Holden's Thoughts And Personal Feelings example essay topic

690 words
People go through depressing periods in their lives as teenagers, and some experience it more severely or for longer periods of time than others. In The Catcher in the Rye J.D. Salinger expresses this time of dejection through the protagonist Holden's thoughts and personal feelings. Holden's tone reinforces a theme of suicide and depression. He is sarcastic, biter, and occasionally upbeat. Holden's skepticism and sarcasm stem from his belief that many people are fake. He believes that many people are insincere in their attitudes, and in what they express publicly, like when Ernie the piano player shows off, "Anyway, when he was finished, and everybody was clapping their heads off, old Ernie turned around on his stool and gave this very phony, humble bow" (84).

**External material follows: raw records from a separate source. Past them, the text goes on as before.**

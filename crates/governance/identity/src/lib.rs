//! # governance-identity
//!
//! Every agent that takes part in a governed interaction carries a
//! [`governance_types::GovernanceIdentity`]. This crate issues those
//! identities, negotiates compatibility between two agents and turns unmet
//! trust requirements into an interaction policy.
//!
//! - [`GovernanceIdentityService`]: tagging, compatibility checks, policy
//! - [`ContractExtension`]: adds governance metadata to agent contracts
//! - [`GovernanceEventBus`]: broadcast of tagging and verification events
//!
//! Verification results and interactions are recorded in an
//! [`InteractionHistory`]; identities live in an [`IdentityRepository`].

#![deny(unsafe_code)]
#![warn(rust_2018_idioms)]

mod config;
mod contract;
mod error;
mod events;
mod repository;
mod service;

pub use config::{EnforcementMode, IdentityConfig};
pub use contract::{ContractExtension, ContractValidation, ExtendOptions};
pub use error::{IdentityError, IdentityResult};
pub use events::{GovernanceEvent, GovernanceEventBus};
pub use repository::{
    IdentityRepository, InMemoryIdentityRepository, InMemoryInteractionHistory,
    InteractionHistory,
};
pub use service::GovernanceIdentityService;
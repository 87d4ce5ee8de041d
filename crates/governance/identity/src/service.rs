//! Governance identity service.
//!
//! Tags agents with a governance identity, negotiates compatibility between
//! a source and a target, and turns failed trust requirements into an
//! interaction policy. Every verification is recorded in the interaction
//! history and announced on the event bus.
//!
//! Verification outcome per pair:
//!
//! ```text
//! unverified -> compatible
//!            -> incompatible (reject | restrict | proceed)
//! ```
//!
//! The transition is deterministic and terminal; nothing is retried.

use crate::config::IdentityConfig;
use crate::error::{IdentityError, IdentityResult};
use crate::events::{GovernanceEvent, GovernanceEventBus};
use crate::repository::{
    IdentityRepository, InMemoryIdentityRepository, InMemoryInteractionHistory,
    InteractionHistory,
};
use chrono::{DateTime, Duration, Utc};
use governance_crypto::{canonical_json, hash_content, sha256_hex, CryptographicVerifier};
use governance_types::{
    AgentDescriptor, AgentId, ComplianceLevel, CompatibilityResult, ConfidenceAdjustment,
    FallbackStrategy, GovernanceFramework, GovernanceIdentity, GovernanceProof, InteractionKind,
    InteractionPolicy, InteractionRecord, MemoryIntegrity, MemoryIntegrityKind, PolicyAction,
    Restriction, TimeWindow, TrustRequirements, UnmetRequirement,
};
use serde_json::json;
use std::sync::Arc;
use tokio::sync::broadcast;
use tracing::{debug, error, info, warn};
use uuid::Uuid;

/// Everything needed to issue an identity except the proof.
#[derive(Clone, Debug)]
pub(crate) struct IdentityDraft {
    pub agent_id: AgentId,
    pub framework: GovernanceFramework,
    pub constitution_hash: String,
    pub compliance_level: ComplianceLevel,
    pub memory_integrity: MemoryIntegrity,
    pub trust_requirements: TrustRequirements,
    pub fallback_strategy: FallbackStrategy,
}

impl IdentityDraft {
    /// Identity implied by an agent's declared capabilities.
    pub(crate) fn declared(agent: &AgentDescriptor, constitution_hash: String) -> Self {
        let caps = &agent.capabilities;
        let level = caps.implied_compliance_level();
        let memory_integrity = if caps.memory_integrity {
            MemoryIntegrity {
                kind: MemoryIntegrityKind::HashChain,
                verification_endpoint: None,
                last_verified: Some(Utc::now()),
            }
        } else {
            MemoryIntegrity::none()
        };
        let fallback_strategy = match level {
            ComplianceLevel::Strict | ComplianceLevel::Custom => FallbackStrategy::LogAndRestrict,
            _ => FallbackStrategy::LogAndProceed,
        };
        Self {
            agent_id: agent.id.clone(),
            framework: caps
                .governance_framework
                .unwrap_or(GovernanceFramework::Promethios),
            constitution_hash,
            compliance_level: level,
            memory_integrity,
            trust_requirements: TrustRequirements::from_capabilities(caps),
            fallback_strategy,
        }
    }

    /// Minimal identity for a counterpart that arrived without one.
    fn external(agent: &AgentDescriptor, constitution_hash: String) -> Self {
        Self {
            agent_id: agent.id.clone(),
            framework: GovernanceFramework::External,
            constitution_hash,
            compliance_level: ComplianceLevel::Minimal,
            memory_integrity: MemoryIntegrity::none(),
            trust_requirements: TrustRequirements::permissive(),
            fallback_strategy: FallbackStrategy::LogAndProceed,
        }
    }
}

pub struct GovernanceIdentityService {
    config: IdentityConfig,
    verifier: Arc<CryptographicVerifier>,
    identities: Arc<dyn IdentityRepository>,
    history: Arc<dyn InteractionHistory>,
    events: GovernanceEventBus,
}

Holden knew that Ernie thought highly of himself so he thought it very fake for him to give a seemingly humble bow. Holden seems to act one way and feel another, because he always involves himself with people that make him feel depressed, and then feels bad about it. He cynically evaluates mannerisms of people including their word choice. He comments on a word Sally selected, and says "Grand.

If there's one word I hate, It's grand. It's so phony" (106). Certain words cause Holden to repel people, based on the deceit that he thinks the word carries along. Feeling as if he is drowning in a sea of falsehood, Holden constantly find himself feeling depressed because nothing is what it is trying to be. When Holden feels as if some sort of purity is threatened he assumes a bitter, angry tone. When Stradlater, someone he knows as very sexually intimate, went on a date with Jane, Holden's childhood friend, Holden became so angry that he reacted physically: "I got off from the bed... and then I tried to sock him, with all my might, right smack in the toothbrush, so it would split his goddamn throat open" (43).

This shows that Holden feels it his responsibility to preserve all innocence, to prevent people or things from becoming phony. His failure to do so results in uncontrollable bouts of rage. When he reads swear words in the bathroom of his sister's school, he says "I kept wanting to kill whoever'd written it" (201). He was thinking about all the children who would see the words, and felt powerless to stop its effects, so he became extremely angry.

Holden is usually depressed, yet in a certain light, when reminiscing about his childhood and the innocence held in those memories, Holden is uncharacteristically happy. He remembers certain unique things about Jane, one whom he holds dear, and to him may be the definition of purity, "She wouldn't move any of her kings... She'd get them all lined up in the back row. Then she never used them. She just liked the way they looked in the back row" (31-32)". He was remembering the way that Jane used to play Checkers.

The way she liked to look at her pieces rather than use them creates an innocent aura. Holden's brother Allie was also a figure of innocence. "My brother Allie had this left-handed fielder's mitt... The thing that was descriptive though, was that he had poems written all over the fingers and the pocket and everywhere. In green ink" (38). He remembers this clearly because an image of reading poetry off a baseball mitt during the game is very innocent.

Holden can only escape into happiness rarely, for its all in his memory now. Jane matured, and Allie died of leukemia. Holden's sardonic and pessimistic, and bitter and angry tones show his never ending depression, and feelings of suicide. He's sarcastic in an environment he refuses to leave, he's bitter when he fails to protect innocence, and he's happy when he makes brief escapades into his memories. Some teens are more intensely depressed than others, and Holden is just trying to cope.